The large radial thermal gradient in Sodium-cooled Fast reactors (SFR) leads to mass transport of uranium and plutonium in the fuel pellet. Knowledge of self-diffusion of all these elements in (U,Pu)O2 fuel is therefore of utmost importance for the prediction of its in-pile behaviour. Very few experimental data, however, are available on self-diffusion in this material.
In the inception of the study, the lack of experimental measurements is circumvented by the so-called ‘cBΩ’ model. The cBΩ model has been utilized to describe the plutonium self-diffusion in MOx using the bulk properties of the fuel and a single fitting-parameter.
Using these results of cBΩ and the experimental data together, a plutonium mobility database has been composed for the MOx fuel. Hence, by implementing this database, a detailed model has been developed to describe the plutonium self-diffusion in MOx using the state-of-art DICTRA code.
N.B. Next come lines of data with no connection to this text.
impl VectorEngine for MemoryEngine {
    fn list_layers(&self, dataset: &DatasetPath) -> Result<Vec<LayerInfo>> {
        let datasets = self.datasets.read().unwrap_or_else(PoisonError::into_inner);
        let stored = datasets
            .get(dataset)
            .ok_or_else(|| Self::not_found(dataset))?;
        Ok(stored.layers.iter().map(MemoryLayer::info).collect())
    }

    fn read_layer(
        &self,
        dataset: &DatasetPath,
        layer: &LayerSelector,
        query: &LayerQuery<'_>,
        sink: &mut dyn FeatureSink,
    ) -> Result<()> {
        let datasets = self.datasets.read().unwrap_or_else(PoisonError::into_inner);
        let stored = datasets
            .get(dataset)
            .ok_or_else(|| Self::not_found(dataset))?;
        let source = stored
            .layer(layer)
            .ok_or_else(|| OgrioError::LayerNotFound {
                path: dataset.to_string(),
                layer: layer.clone(),
            })?;

        let filter = query
            .filter()
            .map(|clause| {
                debug!("Applying attribute filter '{clause}' to layer '{}'", source.name);
                AttributeFilter::parse(clause, &source.fields).map_err(|msg| {
                    OgrioError::InvalidFilter {
                        filter: clause.to_string(),
                        msg,
                    }
                })
            })
            .transpose()?;

        let selected: Vec<usize> = source
            .fields
            .iter()
            .enumerate()
            .filter(|(_, f)| query.selects(&f.name))
            .map(|(idx, _)| idx)
            .collect();

        let geometry_type = source.geometry_type.filter(|_| query.read_geometry).map(|t| {
            if query.force_2d {
                GeometryType::new(t.kind, false)
            } else {
                t
            }
        });
        let meta = LayerMeta {
            name: source.name.clone(),
            fields: selected.iter().map(|&i| source.fields[i].clone()).collect(),
            geometry_type,
            crs: source.crs.clone().filter(|_| geometry_type.is_some()),
        };
        sink.begin(&meta)?;

        let matching = source
            .features
            .iter()
            .filter(|f| filter.as_ref().map_or(true, |flt| flt.matches(&f.values)));
        let limit = query.max_features.unwrap_or(usize::MAX);
        for feature in matching.take(limit) {
            let geometry = if geometry_type.is_some() {
                feature.geometry.clone().map(|mut g| {
                    if query.force_2d {
                        g.force_2d();
                    }
                    g
                })
            } else {
                None
            };
            sink.feature(Feature {
                values: selected.iter().map(|&i| feature.values[i].clone()).collect(),
                geometry,
            })?;
        }
        Ok(())
    }

    fn write_layer(
        &self,
        dataset: &DatasetPath,
        definition: &LayerDefinition,
        features: &mut dyn Iterator<Item = Feature>,
    ) -> Result<()> {
        let driver = Driver::by_name(&definition.driver)
            .ok_or_else(|| OgrioError::DriverNotFound(definition.driver.clone()))?;
        let decimal_places = driver.round_trip.decimal_places();
        let native_datetime = driver.caps.contains(DriverCaps::DATETIME);

        let fields = definition
            .fields
            .iter()
            .map(|f| match f.field_type {
                FieldType::DateTime if !native_datetime => FieldDefn::new(&f.name, FieldType::Date),
                _ => f.clone(),
            })
            .collect();
        let mut layer = MemoryLayer::new(&definition.name, definition.geometry_type)
            .with_fields(fields);
        layer.crs = definition.crs.clone();

        for (idx, mut feature) in features.enumerate() {
            if !native_datetime {
                for value in &mut feature.values {
                    if let FieldValue::DateTime(dt) = value {
                        *value = FieldValue::Date(dt.date());
                    }
                }
            }
            if let (Some(places), Some(geometry)) = (decimal_places, feature.geometry.as_mut()) {
                geometry.round_to_decimals(places);
            }
            if layer.geometry_type.is_none() {
                feature.geometry = None;
            }
            layer.push_feature(feature).map_err(|err| OgrioError::Write {
                path: dataset.to_string(),
                msg: format!("feature {idx}: {err}"),
            })?;
        }

        let count = layer.features.len();
        self.insert(
            dataset.clone(),
            MemoryDataset::new(driver.short_name).with_layer(layer),
        );
        debug!(
            "Wrote {count} features to layer '{}' of '{dataset}' ({})",
            definition.name, driver.short_name
        );
        Ok(())
    }
}

#[cfg(test)]
mod tests {
    use chrono::NaiveDate;

    use super::*;
    use crate::geometry::{Coord, Geometry, GeometryKind};

    struct Collect {
        meta: Option<LayerMeta>,
        features: Vec<Feature>,
    }

    impl Collect {
        fn new() -> Self {
            Collect {
                meta: None,
                features: Vec::new(),
            }
        }
    }

    impl FeatureSink for Collect {
        fn begin(&mut self, layer: &LayerMeta) -> Result<()> {
            self.meta = Some(layer.clone());
            Ok(())
        }

        fn feature(&mut self, feature: Feature) -> Result<()> {
            self.features.push(feature);
            Ok(())
        }
    }

    fn engine() -> MemoryEngine {
        let mut layer = MemoryLayer::new(
            "points",
            Some(GeometryType::new(GeometryKind::Point, true)),
        )
        .with_crs("EPSG:4326")
        .with_fields(vec![
            FieldDefn::new("id", FieldType::Integer),
            FieldDefn::new("name", FieldType::String),
        ]);
        for (id, name) in [(1, Some("a")), (2, None), (3, Some("c"))] {
            layer
                .push_feature(Feature {
                    values: vec![
                        FieldValue::Integer(id),
                        name.map_or(FieldValue::Null, |n| FieldValue::String(n.to_string())),
                    ],
                    geometry: Some(Geometry::Point(Coord::xyz(id as f64, 0.5, 10.0))),
                })
                .unwrap();
        }
        let engine = MemoryEngine::new();
        engine.insert(
            "/data/points.gpkg",
            MemoryDataset::new("GPKG")
                .with_layer(MemoryLayer::new("empty", None))
                .with_layer(layer),
        );
        engine
    }

    fn read(engine: &MemoryEngine, query: &LayerQuery<'_>) -> Result<Collect> {
        let mut sink = Collect::new();
        engine.read_layer(
            &DatasetPath::new("/data/points.gpkg"),
            &LayerSelector::from("points"),
            query,
            &mut sink,
        )?;
        Ok(sink)
    }

    #[test]
    fn test_list_layers() {
        let layers = engine()
            .list_layers(&DatasetPath::new("/data/points.gpkg"))
            .unwrap();
        let names: Vec<&str> = layers.iter().map(|l| l.name.as_str()).collect();
        assert_eq!(names, vec!["empty", "points"]);
        assert_eq!(layers[0].geometry_type, None);
    }

    #[test]
    fn test_missing_dataset_and_layer() {
        let engine = engine();
        let err = engine
            .list_layers(&DatasetPath::new("/data/nope.gpkg"))
            .unwrap_err();
        assert!(matches!(err, OgrioError::DatasetNotFound { .. }));

        let err = engine
            .read_layer(
                &DatasetPath::new("/data/points.gpkg"),
                &LayerSelector::Index(5),
                &LayerQuery::default(),
                &mut Collect::new(),
            )
            .unwrap_err();
        assert!(matches!(err, OgrioError::LayerNotFound { .. }));
    }

    #[test]
    fn test_filter_then_limit() {
        let query = LayerQuery {
            where_clause: Some("id >= 2"),
            max_features: Some(1),
            read_geometry: true,
            ..Default::default()
        };
        let sink = read(&engine(), &query).unwrap();
        assert_eq!(sink.features.len(), 1);
        assert_eq!(sink.features[0].values[0], FieldValue::Integer(2));
        assert_eq!(sink.meta.unwrap().crs.as_deref(), Some("EPSG:4326"));
    }

    #[test]
    fn test_invalid_filter() {
        let query = LayerQuery {
            where_clause: Some("invalid"),
            ..Default::default()
        };
        let err = read(&engine(), &query).err().unwrap();
        assert!(err.to_string().starts_with("Invalid SQL filter"));
    }

    #[test]
    fn test_column_selection_and_force_2d() {
        let columns = vec!["name".to_string()];
        let query = LayerQuery {
            columns: Some(&columns),
            force_2d: true,
            read_geometry: true,
            ..Default::default()
        };
        let sink = read(&engine(), &query).unwrap();
        let meta = sink.meta.unwrap();
        assert_eq!(meta.fields.len(), 1);
        assert_eq!(meta.fields[0].name, "name");
        assert_eq!(
            meta.geometry_type,
            Some(GeometryType::new(GeometryKind::Point, false))
        );
        assert_eq!(sink.features[1].values, vec![FieldValue::Null]);
        assert_eq!(
            sink.features[2].geometry,
            Some(Geometry::Point(Coord::xy(3.0, 0.5)))
        );
    }

    #[test]
    fn test_no_geometry_no_crs() {
        let sink = read(&engine(), &LayerQuery::default()).unwrap();
        let meta = sink.meta.unwrap();
        assert_eq!(meta.geometry_type, None);
        assert_eq!(meta.crs, None);
        assert!(sink.features.iter().all(|f| f.geometry.is_none()));
    }

    #[test]
    fn test_write_rounds_for_text_drivers() {
        let engine = MemoryEngine::new();
        let definition = LayerDefinition {
            driver: "GeoJSON".to_string(),
            name: "out".to_string(),
            geometry_type: Some(GeometryType::new(GeometryKind::Point, false)),
            ..Default::default()
        };
        let mut features = vec![Feature {
            values: vec![],
            geometry: Some(Geometry::Point(Coord::xy(0.123456789012345678, 1.0))),
        }]
        .into_iter();
        let path = DatasetPath::new("/tmp/out.geojson");
        engine.write_layer(&path, &definition, &mut features).unwrap();

        let stored = engine.get("/tmp/out.geojson").unwrap();
        assert_eq!(stored.driver, "GeoJSON");
        let Some(Geometry::Point(c)) = &stored.layers[0].features[0].geometry else {
            panic!("expected a point");
        };
        assert_ne!(c.x, 0.123456789012345678);
        assert!((c.x - 0.123456789012345678).abs() < 1e-15);
    }

    #[test]
    fn test_write_degrades_datetime_without_native_support() {
        let engine = MemoryEngine::new();
        let definition = LayerDefinition {
            driver: "ESRI Shapefile".to_string(),
            name: "out".to_string(),
            fields: vec![FieldDefn::new("when", FieldType::DateTime)],
            ..Default::default()
        };
        let when = NaiveDate::from_ymd_opt(2020, 5, 6)
            .unwrap()
            .and_hms_opt(7, 8, 9)
            .unwrap();
        let mut features = vec![Feature {
            values: vec![FieldValue::DateTime(when)],
            geometry: None,
        }]
        .into_iter();
        engine
            .write_layer(&DatasetPath::new("/tmp/out.shp"), &definition, &mut features)
            .unwrap();
        let layer = &engine.get("/tmp/out.shp").unwrap().layers[0];
        assert_eq!(layer.fields[0].field_type, FieldType::Date);
        assert_eq!(
            layer.features[0].values[0],
            FieldValue::Date(when.date())
        );
    }

    #[test]
    fn test_failed_write_leaves_nothing_behind() {
        let engine = MemoryEngine::new();
        let definition = LayerDefinition {
            driver: "GPKG".to_string(),
            name: "out".to_string(),
            fields: vec![FieldDefn::new("a", FieldType::Integer64)],
            ..Default::default()
        };
        let mut features = vec![Feature {
            values: vec![],
            geometry: None,
        }]
        .into_iter();
        let err = engine
            .write_layer(&DatasetPath::new("/tmp/out.gpkg"), &definition, &mut features)
            .unwrap_err();
        assert!(matches!(err, OgrioError::Write { .. }));
        assert!(!engine.contains("/tmp/out.gpkg"));

        let definition = LayerDefinition {
            driver: "NotADriver".to_string(),
            ..definition
        };
        let err = engine
            .write_layer(
                &DatasetPath::new("/tmp/out.gpkg"),
                &definition,
                &mut std::iter::empty(),
            )
            .unwrap_err();
        assert!(matches!(err, OgrioError::DriverNotFound(_)));
    }
}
The self-diffusion of Uranium in MOx has not been experimentally measured yet. However, by implementing the thermodynamic definition of MOx and the plutonium self-diffusion model, developed under this work, the self-diffusion of Uranium has been estimated from the experimentally measured cation inter-diffusion coefficient data. Hence, a similar Uranium mobility database for MOx has been also composed. Further, using this database, a model for the uranium diffusion in MOx has been developed.
Both the models for self-diffusion of Uranium and Plutonium has been validated against the experimental results. In combination of these two models of cation self-diffusion in MOx, the inter-diffusion profile of cations has been simulated.